Maa, if i told you, I still hold him in high regard because I refuse to be like him: bitter with hatred and regret, would you blame me? I didn't know better. I never do. I took his hand thinking his love was like a poem I wrote but I forgot that my poetry is only run-on sentences jumbled together, arising from the finest of pains I've ever seen and nothing more. It isn't enough to console a broken heart, it isn't enough to console my broken heart that refuses to mend itself, that demands justice and his suffering.
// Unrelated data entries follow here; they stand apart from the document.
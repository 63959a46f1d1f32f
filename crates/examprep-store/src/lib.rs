//! Storage layer for examprep.
//!
//! This crate persists users, the credit ledger, generated papers and the
//! default-credit configuration behind the [`Store`] trait.
//!
//! # Backends
//!
//! - [`PgStore`]: PostgreSQL via `sqlx`. Balance changes lock the user row
//!   with `SELECT ... FOR UPDATE`; partial unique indexes back the ledger's
//!   idempotency keys and the single active configuration.
//! - [`MemoryStore`]: everything behind one async mutex. Used by tests and
//!   local development.
//! - `RocksStore` (feature `rocksdb-backend`): column families with CBOR
//!   values and `WriteBatch` for atomic compound writes.
//!
//! # Ledger discipline
//!
//! Every backend applies a balance change the same way: lock the user, load
//! the [`CreditAccount`](examprep_core::CreditAccount), run
//! [`LedgerEntry::apply`], then persist the account and the new transaction
//! in one atomic unit. The sum of a user's `credits_change` therefore always
//! equals the stored balance, which [`Store::ledger_totals`] lets callers
//! verify.
//!
//! # Example
//!
//! ```no_run
//! use examprep_core::{LedgerEntry, TransactionType, User};
//! use examprep_store::{MemoryStore, Store};
//!
//! # async fn demo() -> examprep_store::Result<()> {
//! let store = MemoryStore::new();
//! let user = User::new_student(Some("asha@example.com".into()), None, "Asha".into());
//! let user = store.create_user(&user, 10).await?;
//!
//! let entry = LedgerEntry::credit(user.id, TransactionType::Purchase, 50);
//! let receipt = store.apply_ledger_entry(&entry).await?;
//! assert_eq!(receipt.new_balance, 60);
//! # Ok(())
//! # }
//! ```

#![forbid(unsafe_code)]
#![warn(missing_docs)]
#![warn(clippy::all)]
#![warn(clippy::pedantic)]

pub mod error;
pub mod idempotency;
pub mod memory;
pub mod postgres;

#[cfg(feature = "rocksdb-backend")]
pub mod keys;
#[cfg(feature = "rocksdb-backend")]
pub mod rocks;
#[cfg(feature = "rocksdb-backend")]
pub mod schema;

pub use error::{Result, StoreError};
pub use idempotency::LedgerKey;
pub use memory::MemoryStore;
pub use postgres::PgStore;
#[cfg(feature = "rocksdb-backend")]
pub use rocks::RocksStore;

use async_trait::async_trait;
use examprep_core::{
    ConfigId, CreditTransaction, DefaultCreditConfig, DefaultCreditConfigPatch, GenerationJob,
    JobId, LedgerEntry, LedgerReceipt, Paper, PaperId, PaperQuestion, User, UserId,
};

/// Note attached to the bonus transaction granted at sign-up.
pub const WELCOME_CREDITS_NOTE: &str = "Welcome credits";

/// The storage trait defining all database operations.
///
/// This trait abstracts the storage layer, allowing for different implementations
/// (PostgreSQL, `RocksDB`, in-memory for testing).
#[async_trait]
pub trait Store: Send + Sync {
    // =========================================================================
    // User Operations
    // =========================================================================

    /// Insert a new user.
    ///
    /// The user is stored with a zero balance. When `initial_credits > 0` a
    /// `bonus` transaction for that amount is written in the same atomic unit.
    /// Returns the stored user including the granted balance.
    ///
    /// # Errors
    ///
    /// - `StoreError::Conflict` if the email or phone is already registered.
    /// - `StoreError::InvalidAmount` if `initial_credits` is negative.
    async fn create_user(&self, user: &User, initial_credits: i64) -> Result<User>;

    /// Get a user by ID.
    ///
    /// # Errors
    ///
    /// Returns an error if the database operation fails.
    async fn get_user(&self, user_id: &UserId) -> Result<Option<User>>;

    /// Find a user by email address.
    ///
    /// # Errors
    ///
    /// Returns an error if the database operation fails.
    async fn find_user_by_email(&self, email: &str) -> Result<Option<User>>;

    /// Find a user by normalised phone number.
    ///
    /// # Errors
    ///
    /// Returns an error if the database operation fails.
    async fn find_user_by_phone(&self, phone: &str) -> Result<Option<User>>;

    /// List users, newest first.
    ///
    /// # Errors
    ///
    /// Returns an error if the database operation fails.
    async fn list_users(&self, limit: usize, offset: usize) -> Result<Vec<User>>;

    /// Count all users.
    ///
    /// # Errors
    ///
    /// Returns an error if the database operation fails.
    async fn count_users(&self) -> Result<u64>;

    /// Update profile fields: name, activation and last login.
    ///
    /// Balance fields on `user` are ignored; they only move through the ledger.
    ///
    /// # Errors
    ///
    /// Returns `StoreError::NotFound` if the user doesn't exist.
    async fn update_user_profile(&self, user: &User) -> Result<()>;

    // =========================================================================
    // Ledger Operations
    // =========================================================================

    /// Apply a ledger entry: lock the user, check funds, update the balance
    /// and append the transaction atomically.
    ///
    /// # Errors
    ///
    /// - `StoreError::NotFound` if the user doesn't exist.
    /// - `StoreError::InsufficientCredits` if a deduction exceeds the balance.
    /// - `StoreError::InvalidAmount` if the amount is not positive.
    /// - `StoreError::DuplicateEntry` if the entry's idempotency key was used.
    async fn apply_ledger_entry(&self, entry: &LedgerEntry) -> Result<LedgerReceipt>;

    /// Current balance. Unknown users have a balance of zero.
    ///
    /// # Errors
    ///
    /// Returns an error if the database operation fails.
    async fn get_balance(&self, user_id: &UserId) -> Result<i64>;

    /// List transactions for a user, newest first.
    ///
    /// # Errors
    ///
    /// Returns an error if the database operation fails.
    async fn list_transactions(
        &self,
        user_id: &UserId,
        limit: usize,
        offset: usize,
    ) -> Result<Vec<CreditTransaction>>;

    /// Count transactions for a user.
    ///
    /// # Errors
    ///
    /// Returns an error if the database operation fails.
    async fn count_transactions(&self, user_id: &UserId) -> Result<u64>;

    /// Find the transaction that credited a gateway payment.
    ///
    /// # Errors
    ///
    /// Returns an error if the database operation fails.
    async fn find_transaction_by_payment_id(
        &self,
        razorpay_payment_id: &str,
    ) -> Result<Option<CreditTransaction>>;

    /// Stored balance and the sum of all `credits_change` for a user.
    ///
    /// # Errors
    ///
    /// Returns `StoreError::NotFound` if the user doesn't exist.
    async fn ledger_totals(&self, user_id: &UserId) -> Result<(i64, i64)>;

    // =========================================================================
    // Paper Generation (Compound Operations)
    // =========================================================================

    /// Deduct the credit for a paper and create the pending paper and job,
    /// all in one atomic unit.
    ///
    /// # Errors
    ///
    /// - `StoreError::InsufficientCredits` if the balance is too low. Nothing is written.
    /// - `StoreError::DuplicateEntry` if the paper was already paid for.
    /// - `StoreError::NotFound` if the user doesn't exist.
    async fn begin_generation(
        &self,
        entry: &LedgerEntry,
        paper: &Paper,
        job: &GenerationJob,
    ) -> Result<LedgerReceipt>;

    /// Store the generated questions and mark paper and job done.
    ///
    /// # Errors
    ///
    /// - `StoreError::NotFound` if the job doesn't exist.
    /// - `StoreError::Conflict` if the job already finished.
    async fn complete_generation(&self, job_id: &JobId, questions: &[PaperQuestion])
        -> Result<()>;

    /// Record a failed attempt. Returns the attempt count after the increment.
    ///
    /// # Errors
    ///
    /// Returns `StoreError::NotFound` if the job doesn't exist.
    async fn record_job_attempt(&self, job_id: &JobId, error: &str) -> Result<u32>;

    /// Refund the paper and mark paper and job failed, all in one atomic unit.
    ///
    /// Returns `None` when the paper had already been refunded: the job and
    /// paper are still marked failed, but no second refund is written.
    ///
    /// # Errors
    ///
    /// - `StoreError::NotFound` if the job doesn't exist.
    /// - `StoreError::Conflict` if the job already finished.
    async fn fail_generation(
        &self,
        job_id: &JobId,
        error: &str,
        refund: &LedgerEntry,
    ) -> Result<Option<LedgerReceipt>>;

    /// Get a paper by ID.
    ///
    /// # Errors
    ///
    /// Returns an error if the database operation fails.
    async fn get_paper(&self, paper_id: &PaperId) -> Result<Option<Paper>>;

    /// List a user's papers, newest first.
    ///
    /// # Errors
    ///
    /// Returns an error if the database operation fails.
    async fn list_papers(&self, user_id: &UserId, limit: usize, offset: usize)
        -> Result<Vec<Paper>>;

    /// Count a user's papers.
    ///
    /// # Errors
    ///
    /// Returns an error if the database operation fails.
    async fn count_papers(&self, user_id: &UserId) -> Result<u64>;

    /// Get a generation job by ID.
    ///
    /// # Errors
    ///
    /// Returns an error if the database operation fails.
    async fn get_job(&self, job_id: &JobId) -> Result<Option<GenerationJob>>;

    /// Every job still pending, oldest first. Used to resume work after a restart.
    ///
    /// # Errors
    ///
    /// Returns an error if the database operation fails.
    async fn list_pending_jobs(&self) -> Result<Vec<GenerationJob>>;

    // =========================================================================
    // Default Credit Configuration
    // =========================================================================

    /// Deactivate every active row and insert `config` as the active row.
    ///
    /// # Errors
    ///
    /// Returns an error if the database operation fails.
    async fn activate_default_credit_config(&self, config: &DefaultCreditConfig) -> Result<()>;

    /// Insert an inactive row.
    ///
    /// # Errors
    ///
    /// Returns `StoreError::InvalidInput` if `config` is active; use
    /// [`Store::activate_default_credit_config`] for that.
    async fn insert_default_credit_config(&self, config: &DefaultCreditConfig) -> Result<()>;

    /// The active row, if any.
    ///
    /// # Errors
    ///
    /// Returns an error if the database operation fails.
    async fn get_active_default_credit_config(&self) -> Result<Option<DefaultCreditConfig>>;

    /// Get a row by ID.
    ///
    /// # Errors
    ///
    /// Returns an error if the database operation fails.
    async fn get_default_credit_config(&self, id: &ConfigId)
        -> Result<Option<DefaultCreditConfig>>;

    /// List rows, newest first.
    ///
    /// # Errors
    ///
    /// Returns an error if the database operation fails.
    async fn list_default_credit_configs(&self, limit: usize) -> Result<Vec<DefaultCreditConfig>>;

    /// Apply a partial update. If the patch activates the row, every other
    /// row is deactivated in the same atomic unit.
    ///
    /// # Errors
    ///
    /// - `StoreError::NotFound` if the row doesn't exist.
    /// - `StoreError::InvalidInput` if the patch sets a negative credit value.
    async fn update_default_credit_config(
        &self,
        id: &ConfigId,
        patch: &DefaultCreditConfigPatch,
    ) -> Result<DefaultCreditConfig>;

    /// Delete a row.
    ///
    /// # Errors
    ///
    /// Returns `StoreError::NotFound` if the row doesn't exist.
    async fn delete_default_credit_config(&self, id: &ConfigId) -> Result<()>;
}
Maa, I am sorry that I didn't treasure myself enough. You loved me all my life and even more than that and I took all the love you gave me and made myself believe that I wasn't worth it. I held onto a tight rope, my hands are still red. I'm sorry that I didn't leave when it got bad. I'm sorry that I stayed and tried to convince you that it was all fine.
You may forgive me but I'm afraid, maa, my God won't. I betrayed my faith for a man who sold me and now, I return chained by all these diaappointments and faithlessness. God is forgiving, I know but I have committed such a sin that I am ashamed to even ask for absolution because just a year ago, I was on my knees asking for him. This year, again, I shall go on my knees and beg for remission. The man I loved, who I thought would die in my absence, hasn't shed a single tear and the man I left my customs for has left me for his.
No's turned to yes and water to fire, I am ashes of the woman I once was. Yet I ask for forgiveness from God, you, and from dad. You wrote shayari too, didn't you, maa? You wrote them with the heart of a poet and now, I live in that heart and write about the hole in mine that came from the cigarette burn he left. I wrote something, maa. I wrote it for him but he won't read it and I won't let you.
""chalo ji, fir milte hai hum" // na hum rhe na mulaqaat // pehla pal kab aakhri ban gaya abtak maaloom nahi // ja, ki ek zindagi puri raigan tujhpe"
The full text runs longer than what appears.